## [Your assignment]
Take each line of the records below that contains the string "Ordering" and copy it.

## [Records provided]
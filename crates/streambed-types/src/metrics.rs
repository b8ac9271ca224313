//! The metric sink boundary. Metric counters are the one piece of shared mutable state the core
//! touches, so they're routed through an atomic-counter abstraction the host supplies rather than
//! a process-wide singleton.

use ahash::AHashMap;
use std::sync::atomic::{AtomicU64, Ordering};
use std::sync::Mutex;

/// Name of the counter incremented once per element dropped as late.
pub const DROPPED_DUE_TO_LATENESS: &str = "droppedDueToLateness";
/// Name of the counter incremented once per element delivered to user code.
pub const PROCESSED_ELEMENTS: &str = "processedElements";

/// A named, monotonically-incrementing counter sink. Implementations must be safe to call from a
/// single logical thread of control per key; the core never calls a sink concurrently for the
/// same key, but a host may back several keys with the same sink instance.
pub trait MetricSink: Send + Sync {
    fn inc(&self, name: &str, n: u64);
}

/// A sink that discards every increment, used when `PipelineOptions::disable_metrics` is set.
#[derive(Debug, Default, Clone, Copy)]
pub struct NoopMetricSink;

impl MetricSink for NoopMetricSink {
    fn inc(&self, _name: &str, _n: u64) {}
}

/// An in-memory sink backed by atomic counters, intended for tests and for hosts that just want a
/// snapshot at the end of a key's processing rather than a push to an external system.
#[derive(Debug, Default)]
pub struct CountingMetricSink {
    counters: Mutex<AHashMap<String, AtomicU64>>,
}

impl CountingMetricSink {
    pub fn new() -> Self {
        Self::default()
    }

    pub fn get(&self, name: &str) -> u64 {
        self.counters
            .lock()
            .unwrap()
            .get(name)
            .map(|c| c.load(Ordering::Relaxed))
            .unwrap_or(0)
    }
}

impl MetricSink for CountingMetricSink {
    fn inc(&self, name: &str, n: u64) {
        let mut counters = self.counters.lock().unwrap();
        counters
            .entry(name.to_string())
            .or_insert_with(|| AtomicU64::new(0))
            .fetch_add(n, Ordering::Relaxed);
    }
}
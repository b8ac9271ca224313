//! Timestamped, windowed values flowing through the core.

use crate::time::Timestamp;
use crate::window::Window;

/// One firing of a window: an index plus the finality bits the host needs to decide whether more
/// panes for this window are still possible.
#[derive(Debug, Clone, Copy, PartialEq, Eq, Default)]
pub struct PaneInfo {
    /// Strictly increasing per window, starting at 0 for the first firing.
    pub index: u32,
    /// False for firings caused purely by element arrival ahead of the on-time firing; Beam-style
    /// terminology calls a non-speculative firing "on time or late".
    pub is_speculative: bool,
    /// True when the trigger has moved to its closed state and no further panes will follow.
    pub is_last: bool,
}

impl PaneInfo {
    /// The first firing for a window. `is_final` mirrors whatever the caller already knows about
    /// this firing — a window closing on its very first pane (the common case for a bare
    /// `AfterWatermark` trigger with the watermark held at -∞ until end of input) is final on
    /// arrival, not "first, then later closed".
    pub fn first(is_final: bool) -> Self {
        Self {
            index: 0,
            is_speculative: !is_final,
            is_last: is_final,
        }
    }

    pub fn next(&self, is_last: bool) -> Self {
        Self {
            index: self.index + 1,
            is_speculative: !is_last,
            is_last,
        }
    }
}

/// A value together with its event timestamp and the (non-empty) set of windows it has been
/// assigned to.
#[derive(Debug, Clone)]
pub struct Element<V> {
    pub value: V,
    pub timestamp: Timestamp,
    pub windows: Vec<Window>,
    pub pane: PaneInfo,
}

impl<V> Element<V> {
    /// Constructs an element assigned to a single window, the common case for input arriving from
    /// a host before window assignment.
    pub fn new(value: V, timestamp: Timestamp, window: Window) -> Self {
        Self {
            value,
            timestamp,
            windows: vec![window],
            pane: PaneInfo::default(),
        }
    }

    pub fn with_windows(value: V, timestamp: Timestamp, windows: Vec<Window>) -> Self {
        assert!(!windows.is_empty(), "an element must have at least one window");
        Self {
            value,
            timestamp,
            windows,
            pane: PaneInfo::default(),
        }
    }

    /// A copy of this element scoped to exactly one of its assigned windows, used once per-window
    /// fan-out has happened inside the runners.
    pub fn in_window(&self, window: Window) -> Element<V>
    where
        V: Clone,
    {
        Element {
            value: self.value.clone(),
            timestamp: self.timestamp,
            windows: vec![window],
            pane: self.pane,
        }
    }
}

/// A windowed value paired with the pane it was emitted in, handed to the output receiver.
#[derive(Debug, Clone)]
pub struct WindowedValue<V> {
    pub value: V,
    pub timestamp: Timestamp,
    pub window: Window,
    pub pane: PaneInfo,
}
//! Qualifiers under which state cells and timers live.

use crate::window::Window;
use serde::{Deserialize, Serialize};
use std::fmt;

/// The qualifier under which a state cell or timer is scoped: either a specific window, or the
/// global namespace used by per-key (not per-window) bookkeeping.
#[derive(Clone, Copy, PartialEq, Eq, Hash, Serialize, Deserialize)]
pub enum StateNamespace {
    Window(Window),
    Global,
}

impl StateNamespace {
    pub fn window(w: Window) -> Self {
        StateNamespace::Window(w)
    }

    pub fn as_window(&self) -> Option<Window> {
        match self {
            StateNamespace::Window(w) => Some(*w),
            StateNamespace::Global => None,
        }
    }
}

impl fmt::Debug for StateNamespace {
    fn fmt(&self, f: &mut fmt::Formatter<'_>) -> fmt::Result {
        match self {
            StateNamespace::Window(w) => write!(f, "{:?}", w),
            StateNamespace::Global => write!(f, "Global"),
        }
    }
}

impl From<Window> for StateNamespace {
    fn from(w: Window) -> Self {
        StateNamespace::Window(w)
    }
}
...
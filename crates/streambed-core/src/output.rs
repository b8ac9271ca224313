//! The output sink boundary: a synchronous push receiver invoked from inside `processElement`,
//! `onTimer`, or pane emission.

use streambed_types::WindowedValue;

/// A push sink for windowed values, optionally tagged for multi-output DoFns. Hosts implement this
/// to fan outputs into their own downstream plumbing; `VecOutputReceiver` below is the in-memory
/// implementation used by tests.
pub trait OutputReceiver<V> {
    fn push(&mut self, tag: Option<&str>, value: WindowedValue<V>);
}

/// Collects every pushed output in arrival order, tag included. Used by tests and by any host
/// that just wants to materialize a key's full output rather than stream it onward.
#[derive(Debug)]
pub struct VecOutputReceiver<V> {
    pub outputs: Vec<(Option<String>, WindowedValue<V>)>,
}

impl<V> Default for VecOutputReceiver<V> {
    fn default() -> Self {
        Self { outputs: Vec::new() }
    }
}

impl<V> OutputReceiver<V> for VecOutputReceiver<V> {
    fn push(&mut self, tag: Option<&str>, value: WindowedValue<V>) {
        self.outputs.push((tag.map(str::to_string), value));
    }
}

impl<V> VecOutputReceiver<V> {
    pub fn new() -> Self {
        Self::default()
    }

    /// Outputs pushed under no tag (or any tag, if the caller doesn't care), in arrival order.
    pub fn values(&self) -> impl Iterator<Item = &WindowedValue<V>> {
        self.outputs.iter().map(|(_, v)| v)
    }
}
...
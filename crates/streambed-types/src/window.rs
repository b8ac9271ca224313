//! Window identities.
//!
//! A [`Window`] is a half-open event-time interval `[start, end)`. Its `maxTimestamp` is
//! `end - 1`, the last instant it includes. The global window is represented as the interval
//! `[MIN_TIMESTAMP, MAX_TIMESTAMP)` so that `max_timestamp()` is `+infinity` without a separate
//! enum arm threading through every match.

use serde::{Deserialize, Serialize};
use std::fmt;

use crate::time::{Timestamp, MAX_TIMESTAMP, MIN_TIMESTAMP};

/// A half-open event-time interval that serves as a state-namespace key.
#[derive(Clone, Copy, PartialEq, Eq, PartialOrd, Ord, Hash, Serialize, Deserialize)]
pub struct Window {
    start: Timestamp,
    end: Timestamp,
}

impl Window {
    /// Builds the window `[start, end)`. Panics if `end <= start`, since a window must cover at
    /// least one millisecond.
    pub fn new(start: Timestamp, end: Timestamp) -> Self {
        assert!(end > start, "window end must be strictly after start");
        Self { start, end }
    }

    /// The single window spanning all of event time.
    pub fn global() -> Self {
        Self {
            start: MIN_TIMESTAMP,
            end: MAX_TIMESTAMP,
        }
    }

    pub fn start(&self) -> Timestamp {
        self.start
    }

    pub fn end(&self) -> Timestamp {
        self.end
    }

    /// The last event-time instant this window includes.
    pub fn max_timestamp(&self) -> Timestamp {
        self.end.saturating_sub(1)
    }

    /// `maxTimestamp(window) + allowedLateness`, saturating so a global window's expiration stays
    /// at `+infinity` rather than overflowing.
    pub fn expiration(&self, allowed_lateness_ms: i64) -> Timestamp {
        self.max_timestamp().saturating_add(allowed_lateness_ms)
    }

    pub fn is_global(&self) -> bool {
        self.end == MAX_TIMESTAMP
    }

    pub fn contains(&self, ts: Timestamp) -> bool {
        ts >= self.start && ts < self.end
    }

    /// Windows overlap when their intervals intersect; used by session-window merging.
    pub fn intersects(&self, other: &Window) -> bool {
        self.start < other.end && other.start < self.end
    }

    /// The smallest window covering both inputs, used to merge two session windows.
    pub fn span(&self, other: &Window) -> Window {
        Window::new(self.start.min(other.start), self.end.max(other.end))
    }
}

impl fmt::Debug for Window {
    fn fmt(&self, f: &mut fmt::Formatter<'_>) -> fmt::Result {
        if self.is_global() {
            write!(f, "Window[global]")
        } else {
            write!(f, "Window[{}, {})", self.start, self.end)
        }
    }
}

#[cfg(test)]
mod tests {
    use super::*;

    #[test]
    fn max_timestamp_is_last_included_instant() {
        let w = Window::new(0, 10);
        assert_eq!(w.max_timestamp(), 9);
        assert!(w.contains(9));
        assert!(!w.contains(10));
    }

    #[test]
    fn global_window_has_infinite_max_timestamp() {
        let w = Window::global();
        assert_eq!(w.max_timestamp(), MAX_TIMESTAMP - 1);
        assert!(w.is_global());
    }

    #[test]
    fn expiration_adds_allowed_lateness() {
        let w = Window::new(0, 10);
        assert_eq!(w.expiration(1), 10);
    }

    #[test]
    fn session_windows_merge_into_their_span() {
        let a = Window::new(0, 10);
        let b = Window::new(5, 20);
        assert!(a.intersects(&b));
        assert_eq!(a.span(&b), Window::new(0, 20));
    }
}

## [Response area]
use std::sync::atomic::{AtomicU64, Ordering};
            .map(|c| c.load(Ordering::Relaxed))
            .fetch_add(n, Ordering::Relaxed);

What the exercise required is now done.